→ **Exercise data**:
..........
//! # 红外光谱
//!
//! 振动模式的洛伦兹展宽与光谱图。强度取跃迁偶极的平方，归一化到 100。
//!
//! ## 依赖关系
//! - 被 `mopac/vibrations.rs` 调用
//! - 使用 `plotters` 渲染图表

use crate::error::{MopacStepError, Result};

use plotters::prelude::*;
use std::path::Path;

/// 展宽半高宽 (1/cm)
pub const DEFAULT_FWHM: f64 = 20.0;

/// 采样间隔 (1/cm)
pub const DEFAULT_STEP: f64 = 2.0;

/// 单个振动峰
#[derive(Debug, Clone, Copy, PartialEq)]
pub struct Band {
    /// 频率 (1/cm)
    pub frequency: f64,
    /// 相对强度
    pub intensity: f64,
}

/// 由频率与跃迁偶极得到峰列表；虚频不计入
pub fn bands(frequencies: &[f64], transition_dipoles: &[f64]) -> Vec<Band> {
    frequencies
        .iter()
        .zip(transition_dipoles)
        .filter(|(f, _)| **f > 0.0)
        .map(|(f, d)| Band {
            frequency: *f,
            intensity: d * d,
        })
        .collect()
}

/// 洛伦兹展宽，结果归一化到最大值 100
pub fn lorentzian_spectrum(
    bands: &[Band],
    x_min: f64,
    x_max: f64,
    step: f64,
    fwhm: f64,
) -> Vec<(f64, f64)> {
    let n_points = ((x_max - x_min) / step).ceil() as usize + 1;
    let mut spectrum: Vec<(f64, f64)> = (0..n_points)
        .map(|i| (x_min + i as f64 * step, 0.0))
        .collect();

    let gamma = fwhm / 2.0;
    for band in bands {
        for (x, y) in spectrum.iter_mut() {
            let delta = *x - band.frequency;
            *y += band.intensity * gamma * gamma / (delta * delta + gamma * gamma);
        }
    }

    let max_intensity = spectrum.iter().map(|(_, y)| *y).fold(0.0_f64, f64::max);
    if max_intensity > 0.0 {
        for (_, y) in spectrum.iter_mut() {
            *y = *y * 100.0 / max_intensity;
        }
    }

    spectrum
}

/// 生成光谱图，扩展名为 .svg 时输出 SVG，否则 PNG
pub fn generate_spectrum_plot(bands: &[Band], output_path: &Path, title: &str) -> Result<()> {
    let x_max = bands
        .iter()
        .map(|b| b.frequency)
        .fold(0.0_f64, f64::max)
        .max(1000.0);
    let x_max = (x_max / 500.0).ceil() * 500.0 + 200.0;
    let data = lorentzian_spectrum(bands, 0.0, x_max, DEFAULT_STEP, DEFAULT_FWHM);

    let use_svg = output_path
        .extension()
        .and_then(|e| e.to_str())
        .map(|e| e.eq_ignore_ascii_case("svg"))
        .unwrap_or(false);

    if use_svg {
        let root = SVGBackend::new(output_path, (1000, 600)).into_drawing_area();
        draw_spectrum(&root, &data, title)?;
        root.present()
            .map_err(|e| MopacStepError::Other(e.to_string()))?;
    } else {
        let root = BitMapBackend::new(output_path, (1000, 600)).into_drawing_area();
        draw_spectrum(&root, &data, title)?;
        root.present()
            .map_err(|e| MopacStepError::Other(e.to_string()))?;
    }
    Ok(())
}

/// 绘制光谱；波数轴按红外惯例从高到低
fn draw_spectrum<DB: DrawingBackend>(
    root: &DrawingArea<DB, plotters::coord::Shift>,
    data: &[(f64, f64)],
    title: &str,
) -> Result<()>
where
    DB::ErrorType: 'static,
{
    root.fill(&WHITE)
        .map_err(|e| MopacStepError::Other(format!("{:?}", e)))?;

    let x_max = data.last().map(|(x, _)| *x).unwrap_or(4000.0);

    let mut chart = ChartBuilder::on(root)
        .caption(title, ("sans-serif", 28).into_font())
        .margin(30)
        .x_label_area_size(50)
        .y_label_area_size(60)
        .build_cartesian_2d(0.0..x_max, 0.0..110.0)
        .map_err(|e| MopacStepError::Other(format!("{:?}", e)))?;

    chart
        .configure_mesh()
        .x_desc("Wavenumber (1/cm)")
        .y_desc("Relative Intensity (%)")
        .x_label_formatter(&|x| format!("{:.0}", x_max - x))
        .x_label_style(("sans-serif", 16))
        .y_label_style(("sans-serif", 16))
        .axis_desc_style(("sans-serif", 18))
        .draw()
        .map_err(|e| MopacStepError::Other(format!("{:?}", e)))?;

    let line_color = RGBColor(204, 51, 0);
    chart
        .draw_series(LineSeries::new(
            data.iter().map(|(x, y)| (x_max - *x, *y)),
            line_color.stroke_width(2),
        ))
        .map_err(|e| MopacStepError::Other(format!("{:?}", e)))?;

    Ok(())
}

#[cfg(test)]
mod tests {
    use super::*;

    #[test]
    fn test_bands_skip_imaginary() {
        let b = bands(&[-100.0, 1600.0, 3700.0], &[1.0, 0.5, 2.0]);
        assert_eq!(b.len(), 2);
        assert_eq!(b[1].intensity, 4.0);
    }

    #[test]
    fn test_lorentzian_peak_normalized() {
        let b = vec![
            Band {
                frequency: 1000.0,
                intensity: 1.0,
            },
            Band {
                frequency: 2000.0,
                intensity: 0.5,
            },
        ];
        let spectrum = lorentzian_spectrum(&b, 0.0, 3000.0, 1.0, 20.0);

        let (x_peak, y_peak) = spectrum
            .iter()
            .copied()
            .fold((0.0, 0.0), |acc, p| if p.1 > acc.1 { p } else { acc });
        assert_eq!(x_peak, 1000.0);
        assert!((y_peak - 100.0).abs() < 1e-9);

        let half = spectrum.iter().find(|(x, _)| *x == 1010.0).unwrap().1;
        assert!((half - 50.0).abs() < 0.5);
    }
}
..........
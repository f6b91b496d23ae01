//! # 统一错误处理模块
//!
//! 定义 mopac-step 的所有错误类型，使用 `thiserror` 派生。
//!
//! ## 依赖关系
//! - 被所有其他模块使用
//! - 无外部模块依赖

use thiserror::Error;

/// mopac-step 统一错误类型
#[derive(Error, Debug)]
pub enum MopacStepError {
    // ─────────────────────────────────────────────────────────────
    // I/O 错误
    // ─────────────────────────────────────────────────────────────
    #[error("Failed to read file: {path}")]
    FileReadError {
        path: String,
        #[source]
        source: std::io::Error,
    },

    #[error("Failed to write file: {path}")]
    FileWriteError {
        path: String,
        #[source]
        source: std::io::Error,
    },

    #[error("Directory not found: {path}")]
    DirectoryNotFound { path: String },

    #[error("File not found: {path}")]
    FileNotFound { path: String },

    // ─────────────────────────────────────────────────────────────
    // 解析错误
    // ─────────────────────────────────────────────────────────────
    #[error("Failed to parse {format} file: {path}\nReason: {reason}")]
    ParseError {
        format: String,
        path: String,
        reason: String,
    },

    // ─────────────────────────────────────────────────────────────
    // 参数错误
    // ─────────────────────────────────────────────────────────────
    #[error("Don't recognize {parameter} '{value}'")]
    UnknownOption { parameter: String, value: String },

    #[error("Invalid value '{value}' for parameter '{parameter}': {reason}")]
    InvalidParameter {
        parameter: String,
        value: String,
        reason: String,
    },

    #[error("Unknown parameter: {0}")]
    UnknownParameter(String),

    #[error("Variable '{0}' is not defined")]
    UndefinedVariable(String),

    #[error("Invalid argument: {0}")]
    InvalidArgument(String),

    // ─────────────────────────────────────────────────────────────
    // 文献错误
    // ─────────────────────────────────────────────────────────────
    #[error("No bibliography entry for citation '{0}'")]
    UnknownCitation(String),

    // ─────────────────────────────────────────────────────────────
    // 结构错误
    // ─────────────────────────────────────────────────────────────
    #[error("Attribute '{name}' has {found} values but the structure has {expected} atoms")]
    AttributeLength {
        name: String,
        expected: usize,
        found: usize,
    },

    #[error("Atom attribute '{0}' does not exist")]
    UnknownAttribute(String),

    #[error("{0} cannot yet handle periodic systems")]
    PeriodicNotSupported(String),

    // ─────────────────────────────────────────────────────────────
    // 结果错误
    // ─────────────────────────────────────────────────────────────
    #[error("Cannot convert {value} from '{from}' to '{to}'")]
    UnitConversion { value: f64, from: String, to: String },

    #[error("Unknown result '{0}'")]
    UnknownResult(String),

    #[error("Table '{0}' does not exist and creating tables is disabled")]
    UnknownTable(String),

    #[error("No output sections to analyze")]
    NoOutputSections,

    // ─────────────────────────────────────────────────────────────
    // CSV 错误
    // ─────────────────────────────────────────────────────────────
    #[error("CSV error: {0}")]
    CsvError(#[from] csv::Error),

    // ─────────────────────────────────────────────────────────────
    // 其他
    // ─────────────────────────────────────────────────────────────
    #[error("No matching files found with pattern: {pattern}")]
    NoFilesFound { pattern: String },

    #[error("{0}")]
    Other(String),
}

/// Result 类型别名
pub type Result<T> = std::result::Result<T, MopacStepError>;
..........
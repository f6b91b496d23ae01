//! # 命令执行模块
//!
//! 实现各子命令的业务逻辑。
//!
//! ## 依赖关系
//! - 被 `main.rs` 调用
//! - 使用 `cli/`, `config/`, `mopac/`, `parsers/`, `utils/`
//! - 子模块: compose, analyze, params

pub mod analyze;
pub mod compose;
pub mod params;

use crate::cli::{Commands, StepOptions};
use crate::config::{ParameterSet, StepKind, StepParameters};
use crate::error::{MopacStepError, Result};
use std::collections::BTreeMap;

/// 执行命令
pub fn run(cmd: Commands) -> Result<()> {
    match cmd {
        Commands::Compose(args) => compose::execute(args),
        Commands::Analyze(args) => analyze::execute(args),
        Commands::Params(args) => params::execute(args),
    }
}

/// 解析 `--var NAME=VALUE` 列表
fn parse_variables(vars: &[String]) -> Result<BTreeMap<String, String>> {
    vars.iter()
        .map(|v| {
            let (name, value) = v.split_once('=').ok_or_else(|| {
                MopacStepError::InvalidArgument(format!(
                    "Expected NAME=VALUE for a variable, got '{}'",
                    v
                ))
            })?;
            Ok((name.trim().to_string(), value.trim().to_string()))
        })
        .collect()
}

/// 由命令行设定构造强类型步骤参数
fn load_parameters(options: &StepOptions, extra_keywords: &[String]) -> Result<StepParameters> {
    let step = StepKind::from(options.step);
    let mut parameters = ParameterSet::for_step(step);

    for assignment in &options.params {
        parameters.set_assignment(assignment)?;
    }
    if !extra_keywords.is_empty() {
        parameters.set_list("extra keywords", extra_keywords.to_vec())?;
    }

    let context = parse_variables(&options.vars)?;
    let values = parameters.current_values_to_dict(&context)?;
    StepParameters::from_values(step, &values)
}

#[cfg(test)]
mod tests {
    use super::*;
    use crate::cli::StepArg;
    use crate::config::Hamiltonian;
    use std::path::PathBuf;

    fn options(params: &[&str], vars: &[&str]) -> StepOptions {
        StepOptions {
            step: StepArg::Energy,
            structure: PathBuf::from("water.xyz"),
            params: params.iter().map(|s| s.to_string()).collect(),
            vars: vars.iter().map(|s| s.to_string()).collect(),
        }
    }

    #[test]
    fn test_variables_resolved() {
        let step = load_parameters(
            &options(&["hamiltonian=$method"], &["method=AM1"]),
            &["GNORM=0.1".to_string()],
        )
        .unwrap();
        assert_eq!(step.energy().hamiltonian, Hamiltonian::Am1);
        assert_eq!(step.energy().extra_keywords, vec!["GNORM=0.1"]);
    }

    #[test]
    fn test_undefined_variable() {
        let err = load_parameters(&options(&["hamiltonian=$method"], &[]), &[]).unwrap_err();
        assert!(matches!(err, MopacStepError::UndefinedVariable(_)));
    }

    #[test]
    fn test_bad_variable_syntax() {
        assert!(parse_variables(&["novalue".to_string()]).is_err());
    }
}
..........
→ **Required action**: For every line above with the word "reason" in it, make a copy.

→ **Output of the task**:
    #[error("Failed to parse {format} file: {path}\nReason: {reason}")]
        reason: String,
    #[error("Invalid value '{value}' for parameter '{parameter}': {reason}")]
        reason: String,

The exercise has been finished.